1,001 Films: "Hombre" (1967)


Directed by Martin Ritt and based on the Elmore Leonard novel, Hombre formed a decent updating of Stagecoach for the America of Rosa Parks, Malcolm X and Martin Luther King. Paul Newman is the Apache who inherits a boarding house after the death of the white man who raised him, and with it, "a chance to be on the winning side for a change". His first instinct is to sell up, and on the way back to his reservation after concluding negotiations, he finds himself sharing the last stagecoach out of town with passengers who represent differing (mostly antagonistic, sometimes patronising) viewpoints towards Native Americans. When they find out his heritage, they demand the Apache ride on top with driver Martin Balsam, but his skills become invaluable to the group when the stage is held up - not by Injuns, but an all-American combination of muscle, big business and the law - and its passengers are left for dead in the desert.

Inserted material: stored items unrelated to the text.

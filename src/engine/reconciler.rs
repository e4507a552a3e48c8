use crate::Result;
use crate::analyzer::{Analysis, AnalyzerClient, Supplier};
use crate::engine::classifier::classify;
use crate::engine::focus::{FocusResult, FocusState};
use crate::engine::registry::RegionRegistry;
use std::collections::HashMap;
use std::sync::Arc;

const LOG_TARGET: &str = "     query";

/// Folds free-form query results into the focus view and the monitored regions.
#[derive(Debug)]
pub struct QueryReconciler {
    client: Arc<AnalyzerClient>,
    registry: Arc<RegionRegistry>,
    focus: Arc<FocusState>,
}

impl QueryReconciler {
    #[must_use]
    pub fn new(client: Arc<AnalyzerClient>, registry: Arc<RegionRegistry>, focus: Arc<FocusState>) -> Self {
        Self { client, registry, focus }
    }

    /// Handle a free-form user query.
    ///
    /// Empty or whitespace-only input is absorbed without issuing a call and yields
    /// `Ok(None)`. On success the focus result is replaced wholesale and the query's
    /// findings are merged into matching regions. On failure all region and focus
    /// state is left unchanged.
    pub async fn handle_query(&self, text: &str) -> Result<Option<Analysis>> {
        let query = text.trim();
        if query.is_empty() {
            log::debug!(target: LOG_TARGET, "Absorbing empty query");
            return Ok(None);
        }

        let analysis = self.client.analyze(query).await?;

        self.focus.replace(FocusResult {
            risk_score: analysis.risk_score,
            report: analysis.report.clone(),
            suppliers: analysis.impacted_suppliers.clone(),
        });

        self.merge_into_regions(&analysis);

        Ok(Some(analysis))
    }

    /// Group the returned suppliers by country and, for each country naming a known
    /// region, classify that subgroup against the query's global score and raise the
    /// region's status accordingly. Regions with no matching suppliers are untouched,
    /// and a query can never downgrade a region.
    fn merge_into_regions(&self, analysis: &Analysis) {
        if analysis.impacted_suppliers.is_empty() {
            return;
        }

        let mut by_country: HashMap<&str, Vec<&Supplier>> = HashMap::new();
        for supplier in &analysis.impacted_suppliers {
            by_country.entry(supplier.country.as_str()).or_default().push(supplier);
        }

        for (country, group) in by_country {
            let status = classify(group.iter().copied(), analysis.risk_score);
            log::debug!(
                target: LOG_TARGET,
                "Query named {} supplier(s) in '{country}', merging as {status}",
                group.len()
            );
            self.registry.raise_status(country, status);
        }
    }
}

#[cfg(test)]
mod tests {
    use super::*;
    use crate::analyzer::RiskLevel;
    use crate::engine::region::Status;

    fn supplier(country: &str, risk_level: Option<RiskLevel>) -> Supplier {
        Supplier {
            name: format!("{country} Co"),
            country: country.to_string(),
            category: "Components".to_string(),
            risk_level,
            trend: None,
        }
    }

    fn reconciler_over(names: &[&str]) -> (QueryReconciler, Arc<RegionRegistry>, Arc<FocusState>) {
        let client = Arc::new(
            AnalyzerClient::new(url::Url::parse("http://localhost:1").unwrap(), core::time::Duration::from_secs(1)).unwrap(),
        );
        let registry = Arc::new(RegionRegistry::new());
        registry.initialize(names.iter().map(ToString::to_string));
        let focus = Arc::new(FocusState::new());
        let reconciler = QueryReconciler::new(client, Arc::clone(&registry), Arc::clone(&focus));
        (reconciler, registry, focus)
    }

    #[test]
    fn test_merge_raises_only_matching_regions() {
        let (reconciler, registry, _) = reconciler_over(&["Taiwan", "Japan", "USA"]);

        let analysis = Analysis {
            risk_score: 10,
            report: "r".to_string(),
            impacted_suppliers: vec![supplier("Japan", Some(RiskLevel::Medium))],
        };
        reconciler.merge_into_regions(&analysis);

        assert_eq!(registry.region("Japan").unwrap().status(), Status::Warning);
        assert_eq!(registry.region("Taiwan").unwrap().status(), Status::Safe);
        assert_eq!(registry.region("USA").unwrap().status(), Status::Safe);
    }

    #[test]
    fn test_merge_classifies_each_country_subgroup_separately() {
        let (reconciler, registry, _) = reconciler_over(&["Taiwan", "Japan"]);

        let analysis = Analysis {
            risk_score: 10,
            report: "r".to_string(),
            impacted_suppliers: vec![
                supplier("Taiwan", Some(RiskLevel::High)),
                supplier("Japan", Some(RiskLevel::Medium)),
            ],
        };
        reconciler.merge_into_regions(&analysis);

        assert_eq!(registry.region("Taiwan").unwrap().status(), Status::Critical);
        assert_eq!(registry.region("Japan").unwrap().status(), Status::Warning);
    }

    #[test]
    fn test_merge_uses_global_score_for_unrated_subgroups() {
        let (reconciler, registry, _) = reconciler_over(&["USA"]);

        let analysis = Analysis {
            risk_score: 60,
            report: "r".to_string(),
            impacted_suppliers: vec![supplier("USA", None)],
        };
        reconciler.merge_into_regions(&analysis);

        assert_eq!(registry.region("USA").unwrap().status(), Status::Warning);
    }

    #[test]
    fn test_merge_never_downgrades() {
        let (reconciler, registry, _) = reconciler_over(&["Taiwan"]);
        registry.apply_scan_result("Taiwan", Status::Critical, 90, Vec::new());

        let analysis = Analysis {
            risk_score: 5,
            report: "r".to_string(),
            impacted_suppliers: vec![supplier("Taiwan", Some(RiskLevel::Low))],
        };
        reconciler.merge_into_regions(&analysis);

        assert_eq!(registry.region("Taiwan").unwrap().status(), Status::Critical);
    }

    #[test]
    fn test_merge_ignores_unknown_countries() {
        let (reconciler, registry, _) = reconciler_over(&["Taiwan"]);

        let analysis = Analysis {
            risk_score: 95,
            report: "r".to_string(),
            impacted_suppliers: vec![supplier("Atlantis", Some(RiskLevel::High))],
        };
        reconciler.merge_into_regions(&analysis);

        assert_eq!(registry.region("Taiwan").unwrap().status(), Status::Safe);
    }

    #[tokio::test]
    async fn test_empty_query_is_absorbed_without_a_call() {
        // The client points at an unroutable port; reaching it would error
        let (reconciler, _, focus) = reconciler_over(&["Taiwan"]);

        let outcome = reconciler.handle_query("   ").await.unwrap();

        assert_eq!(outcome, None);
        assert_eq!(focus.current(), None);
    }
}
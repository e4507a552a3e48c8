use crate::Result;
use core::time::Duration;
use ohno::{IntoAppError, bail};
use serde::Deserialize;
use std::fs;
use std::path::Path;
use url::Url;

/// Base URL of the analysis service when none is configured.
pub const DEFAULT_ANALYZER_URL: &str = "http://localhost:8000";

/// Config file looked up in the working directory when no path is given.
const DEFAULT_CONFIG_FILE: &str = "sentinel.toml";

const DEFAULT_REQUEST_TIMEOUT_SECS: u64 = 30;

fn default_analyzer_url() -> Url {
    Url::parse(DEFAULT_ANALYZER_URL).unwrap_or_else(|_| unreachable!("default analyzer URL is valid"))
}

const fn default_request_timeout() -> u64 {
    DEFAULT_REQUEST_TIMEOUT_SECS
}

#[derive(Debug, Deserialize)]
#[serde(deny_unknown_fields)]
pub struct Config {
    /// Base URL of the external analysis service.
    #[serde(default = "default_analyzer_url")]
    pub analyzer_url: Url,

    /// Per-request timeout in seconds.
    #[serde(default = "default_request_timeout")]
    pub request_timeout: u64,

    /// Optional fixed list of monitored regions. When set, the analyzer's region
    /// source is not consulted.
    #[serde(default)]
    pub regions: Option<Vec<String>>,
}

impl Default for Config {
    fn default() -> Self {
        Self {
            analyzer_url: default_analyzer_url(),
            request_timeout: DEFAULT_REQUEST_TIMEOUT_SECS,
            regions: None,
        }
    }
}

impl Config {
    /// Load configuration from an explicit path, or from `sentinel.toml` in the
    /// working directory when present, or built-in defaults otherwise.
    pub fn load(path: Option<&Path>) -> Result<Self> {
        match path {
            Some(path) => Self::from_file(path),
            None => {
                let default_path = Path::new(DEFAULT_CONFIG_FILE);
                if default_path.exists() {
                    Self::from_file(default_path)
                } else {
                    Ok(Self::default())
                }
            }
        }
    }

    fn from_file(path: &Path) -> Result<Self> {
        let text = fs::read_to_string(path).into_app_err_with(|| format!("unable to read config file '{}'", path.display()))?;
        let config: Self = toml::from_str(&text).into_app_err_with(|| format!("unable to parse config file '{}'", path.display()))?;
        config.validate()?;
        Ok(config)
    }

    fn validate(&self) -> Result<()> {
        if self.request_timeout == 0 {
            bail!("request_timeout must be greater than zero");
        }

        if let Some(regions) = &self.regions {
            if regions.iter().any(|name| name.trim().is_empty()) {
                bail!("regions must not contain blank names");
            }
        }

        Ok(())
    }

    /// Per-request timeout as a duration.
    #[must_use]
    pub const fn timeout(&self) -> Duration {
        Duration::from_secs(self.request_timeout)
    }
}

Newman gives what now looks like one of his typical 60s performances, positioned in the sides or back of the frame, barely speaking and coolly calculating the odds, though here that marginalisation assumes a different meaning: those odds are forever stacked against a character of even his light skin tone, and it's clear this "hombre" (real name: John Russell) is unlikely to end up among the winners. Ritt juggles his narrative and themes with skill for the most part, although the sitting around debating about what to do - the emphasis on talk rather than action, unusual for this genre - starts to pall towards the end. Society has moved on such that the reminder any remake would provide might no longer be needed, but it could easily be recast with Wentworth Miller in the Newman role, Embeth Davidtz as the uptight businesswoman who ends up tied to the railway tracks, and Mickey Rourke as leering bully Cicero Grimes.

Hombre is available on DVD through 20th Century Fox.